A website sidebar is a vertical column or vertical bar of supplemental content that is displayed alongside the main content region of a page.
In the old days of the web, most websites used a sidebar/content layout, with the sidebar running down the left side of the web page and the content on the right side of the web page. But today the most common website page layout is a content/sidebar layout, where the content is on the left side of the web page and the sidebar runs down the right side of the web page.
Depending on the theme design, your WordPress website could include different page templates, different layout options, and multiple sidebars, including:
- Content (no sidebar)
WordPress themes from StudioPress, powered by the Genesis Framework, have all six of these layout options built into the themes and available for you to use. As a Genesis Recommended developer, Bourn Creative works with entrepreneurs and small businesses around the world to:
- Customize the existing off-the-shelf StudioPress themes
- Design/develop one-off, completely custom WordPress themes
Which Layout Is Best For Your Website?
Layouts using multiple sidebars are often used on media or magazine sites, and sites that leverage the ad revenue model.
For business websites and conversion based websites, a single sidebar is highly recommended to keep the focus on converting visitors into clients, customers, and subscribers — and getting them to hire you, buy from you, and learn from you.
When mapping out the website strategy and content strategy for a site with our clients, we most often use a single default sidebar for the blog, no sidebar on pages in the core conversion funnel, and unique sidebars on pages that have a specific purpose — or unique widgets in the default sidebar.
Create a Strategic Website Sidebar
We recommend looking at your sidebar as an opportunity to provide more value to your visitors and to help them move through your site and access your most important content faster and easier.
When deciding what to put in your website sidebar, don’t just add widgets and things willy-nilly just because you can and fill the sidebar full of junk.

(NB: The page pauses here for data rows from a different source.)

use criterion::{
    BenchmarkGroup, Criterion, Throughput, black_box, criterion_group, criterion_main,
    measurement::WallTime,
};
use flowsim_core::{
    measure::Ratio,
    node::{Node, NodeConfig},
    sim::Simulation,
    topology::{Edge, Topology},
};

/// client -> lb -> `width` app servers -> router -> primary + replica
fn wide(width: usize) -> Topology {
    let mut nodes = vec![
        Node::new("client", "client", NodeConfig::client(10_000.0)),
        Node::new("lb", "lb", NodeConfig::load_balancer(20_000.0)),
        Node::new("router", "router", NodeConfig::db_router(Ratio::clamped(0.7))),
        Node::new("primary", "primary", NodeConfig::database(5_000.0, 50.0)),
        Node::new("replica", "replica", NodeConfig::replica(5_000.0, 50.0)),
    ];
    let mut edges = vec![
        Edge::new("client", "lb"),
        Edge::new("router", "primary"),
        Edge::new("router", "replica"),
    ];
    for i in 0..width {
        let id = format!("app-{i}");
        nodes.push(Node::new(id.as_str(), id.as_str(), NodeConfig::app_server(100.0, 20.0)));
        edges.push(Edge::new("lb", id.as_str()));
        edges.push(Edge::new(id.as_str(), "router"));
    }
    Topology::new(nodes, edges).unwrap()
}

/// A chain of `depth` app servers behind a single client.
fn deep(depth: usize) -> Topology {
    let mut nodes = vec![Node::new("client", "client", NodeConfig::client(1_000.0))];
    let mut edges = Vec::with_capacity(depth);
    let mut previous = "client".to_owned();
    for i in 0..depth {
        let id = format!("app-{i}");
        nodes.push(Node::new(id.as_str(), id.as_str(), NodeConfig::app_server(900.0, 5.0)));
        edges.push(Edge::new(previous.as_str(), id.as_str()));
        previous = id;
    }
    Topology::new(nodes, edges).unwrap()
}

fn bench_step(group: &mut BenchmarkGroup<'_, WallTime>, name: &str, topology: Topology) {
    let size = (topology.len() + topology.edges().len()) as u64;
    let mut sim = Simulation::new(topology, 100.0);

    group.throughput(Throughput::Elements(size));
    group.bench_function(format!("{name} ({size} nodes+edges)"), |b| {
        b.iter(|| black_box(sim.step(0)))
    });
}

fn step(c: &mut Criterion) {
    let mut group = c.benchmark_group("step");

    for size in [10, 100, 1_000] {
        bench_step(&mut group, "wide", wide(size));
        bench_step(&mut group, "deep", deep(size));
    }

    group.finish();
}

fn validate(c: &mut Criterion) {
    let topology = wide(1_000);
    c.bench_function("validate wide 1000", |b| {
        b.iter(|| black_box(&topology).validate().unwrap())
    });
}

criterion_group!(benches, step, validate);
criterion_main!(benches);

Instead, assess each item first to ensure it has a purpose.
- Does this add value to my visitors?
- Does this guide visitors toward a conversion — toward hiring me, buying from me, or learning from me?
- Will this improve my conversion funnel, or is it a distraction?
- Will this improve my website or will it just clutter it up?
If you’re considering adding social media icons, widgets, and buttons to your sidebar, seriously consider whether or not it is the best choice.
For some businesses this is a great choice and it makes sense. For others, this is a terrible choice, as every social media icon, widget, and button is a link taking people away from your website to a social site, where they may see a photo or post from a friend, get distracted, and never come back. You must assess whether the prominence of social media is worth a potential loss of conversion.
What Should Go In A Website Sidebar
The exact items that should go in your website sidebar should be determined by your overall website strategy, and individual page goals.
With that said, here are some of the most common things our clients add to their sidebars:
- Opt-In offer to build your email list
- Menu of links to your most important content, sales pages, and other conversion pages. It’s okay if these are already in your website navigation menu — you’re just making your content more accessible by giving them multiple ways to reach it.
- As seen on logos / featured in logos (for social proof)
- Sample testimonial and link to testimonials page
- Featured product and link to sales page
- Affiliation, certification, or accreditation logos
- Promo for an upcoming event, course, or program
- Invitation to apply for a free consultation or strategy session
- Recent video or promo video
- Social media icons or widgets
- Blog post categories
- Recent blog posts
- Popular blog posts
- Recent comments
- Short bio and photo with a link to the about page
- Affiliate ads (be careful with this)
Just remember, these are just suggestions. You shouldn’t put all of the items listed in your sidebar! Otherwise, your sidebar would be much longer than your page content — and that just looks ridiculous, like you didn’t plan your site very well.
Unique Sidebars Or No Sidebar
Every WordPress website has a standard or default sidebar that shows up on every page that uses the sidebar.
Luckily WordPress provides incredible flexibility, and you can choose on a page-by-page basis to either use the default sidebar, remove the sidebar and use a full-width template, or to use a custom or unique sidebar (like with Genesis Simple Sidebars).
- EXAMPLE: A blog post (like this one) will more than likely be best served by using the default sidebar
- EXAMPLE: A products or services page would best be served by removing the sidebar to reduce distraction and keep the visitor focused on checking out the products and reviewing the services.
- EXAMPLE: A speaking page would best be served by a unique sidebar, containing a menu of links to interviews and features, as seen on logos, or even a list of past speaking gigs.
On the Bourn Creative website, we have a default sidebar used for the blog section of our site. We then remove the sidebar and use a full-width template for our web pages like our portfolio and our testimonials, to eliminate distractions and keep visitors focused on the content. This approach works great for us because we first pared down the site’s primary navigation menu to include ONLY the key pages that are part of our client conversion funnel.
A few other pages on the site that have very specific purposes — like my speaking page — use a unique sidebar that contains content that is relevant for that specific page.
What About You?
What do you think of websites with mile-long sidebars? Do you use different sidebars or different widgets in your sidebars based on the page and the goal of the page? Did you learn something new and are excited to take action and improve your own website sidebar?